During the United Nations Framework Convention on Climate Change (UNFCCC) Conference of Parties (COP-15) held in Copenhagen, Denmark in December 2009, there was in circulation a proposal by George Soros, the renowned international business tycoon and philanthropist, for the establishment of a $100 billion assistance fund for poor nations, using foreign exchange reserves issued by the International Monetary Fund. He claimed that this would not add to anyone’s national debt and that poorer countries would win a moral victory by forcing industrial economies to characterise financial assistance as ‘reparations’, and otherwise could demand punitive as well as compensatory damages for past emissions.

Soros’s proposal is based on the contention that since Western developed countries have been largely responsible for the dangerous emissions now in the atmosphere, it is overwhelmingly their responsibility to clean them up. One commentator metaphorically put the case as follows:

‘Imagine you’re a well-to-do person attending a dinner of your peers. The food is top-rate and there’s plenty of it. Course after course is laid upon the table. A group of less-advantaged people has been watching from the sidelines. When the dinner is done, you invite them to join you at the table. After the restaurant staff has served coffee, the bill comes. You and your rich peers insist that everyone now at the table must share in paying the entire bill. If that seems unfair, then you have just understood the position of the delegates from emerging economies now negotiating with their wealthier colleagues from the North over a climate deal at Copenhagen’ (http://www.thesolutionsjournal.com/node/518).

But the response of the developed world to this kind of proposal has been no different from its reaction to those who demand some kind of reparations for the damage done by slavery.

The US Special Envoy for Climate Change, Todd Stern, explained that while his country recognises its historic role in putting emissions into the atmosphere, it does not have any sense of guilt or culpability and categorically rejects any demand for reparation. According to him, ‘The United States will contribute to a fund to help poor countries deal with the effects of climate change, but Washington does not see the need to make “reparations” for its centuries of carbon pollution’ (Bond, Patrick (2009) How to cure the post-Copenhagen hangover. www.tni.org/es/node/13021).

Stern’s contention appears to rest on the position that the offending states were not aware of the destructive nature of their actions and that although the US could and would accept that it did make a major contribution to global warming, it cannot be held culpable for its actions.

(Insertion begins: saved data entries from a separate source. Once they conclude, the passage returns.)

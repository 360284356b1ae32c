use std::io;

use bitstream_io::{BitRead, BitReader, Endianness};

use crate::cell::{MapTonCellError, TonCellError};

pub trait BitReadExt {
    fn read_bits(&mut self, num_bits: usize, slice: &mut [u8]) -> Result<(), TonCellError>;
}

impl<R: io::Read, E: Endianness> BitReadExt for BitReader<R, E> {
    fn read_bits(&mut self, num_bits: usize, slice: &mut [u8]) -> Result<(), TonCellError> {
        let total_bytes = num_bits.div_ceil(8);
        if total_bytes > slice.len() {
            let msg = format!(
                "Attempt to read {} bits into buffer {} bytes",
                num_bits,
                slice.len()
            );
            return Err(TonCellError::CellParserError(msg));
        }
        let full_bytes = num_bits / 8;
        self.read_bytes(&mut slice[0..full_bytes])
            .map_cell_parser_error()?;
        let last_byte_len = num_bits % 8;
        if last_byte_len != 0 {
            let last_byte = self
                .read::<u8>(last_byte_len as u32)
                .map_cell_parser_error()?;
            slice[full_bytes] = last_byte << (8 - last_byte_len);
        }
        Ok(())
    }
}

Of course, as Bond pointed out, scientists have known about climate change since just after the start of the industrial revolution in the late 1800s, and in the early 20th century, physical measurements were showing a striking correlation between greenhouse gases in the atmosphere and the earth’s temperature. In the United States, all presidents since at least Lyndon Johnson were warned that climate change was coming. In 1965, Johnson’s panel of science advisors told him, ‘By the year 2000 there will be about 25% more CO2 in the atmosphere than at present. This will modify the heat balance of the atmosphere to such an extent that marked changes in climate, not controllable through local or even national efforts, could occur’ (Ibid).

When Vice President Al Gore signed the Kyoto Protocol on behalf of the United States in 1998, the U.S. Senate made it clear that it would not vote in favour of ratification. ‘Our national climate policy has been dominated for a century by denial, by the political influence of fossil energy industries, and by willful disregard for climate science verging on, if not crossing the line into, gross negligence’ (Ibid).

Perhaps recognising the immediacy of the climate issue and that the statement by Stern is the best one can expect from the offending countries at this stage, Bolivia’s ambassador to the United Nations, Pablo Solon, conceded that, ‘Admitting responsibility for the climate crisis without taking necessary actions to address it is like someone burning your house down and then refusing to pay for it. We are not assigning guilt, merely responsibility. As they say in the U.S., if you break it, you buy it’ (Ibid).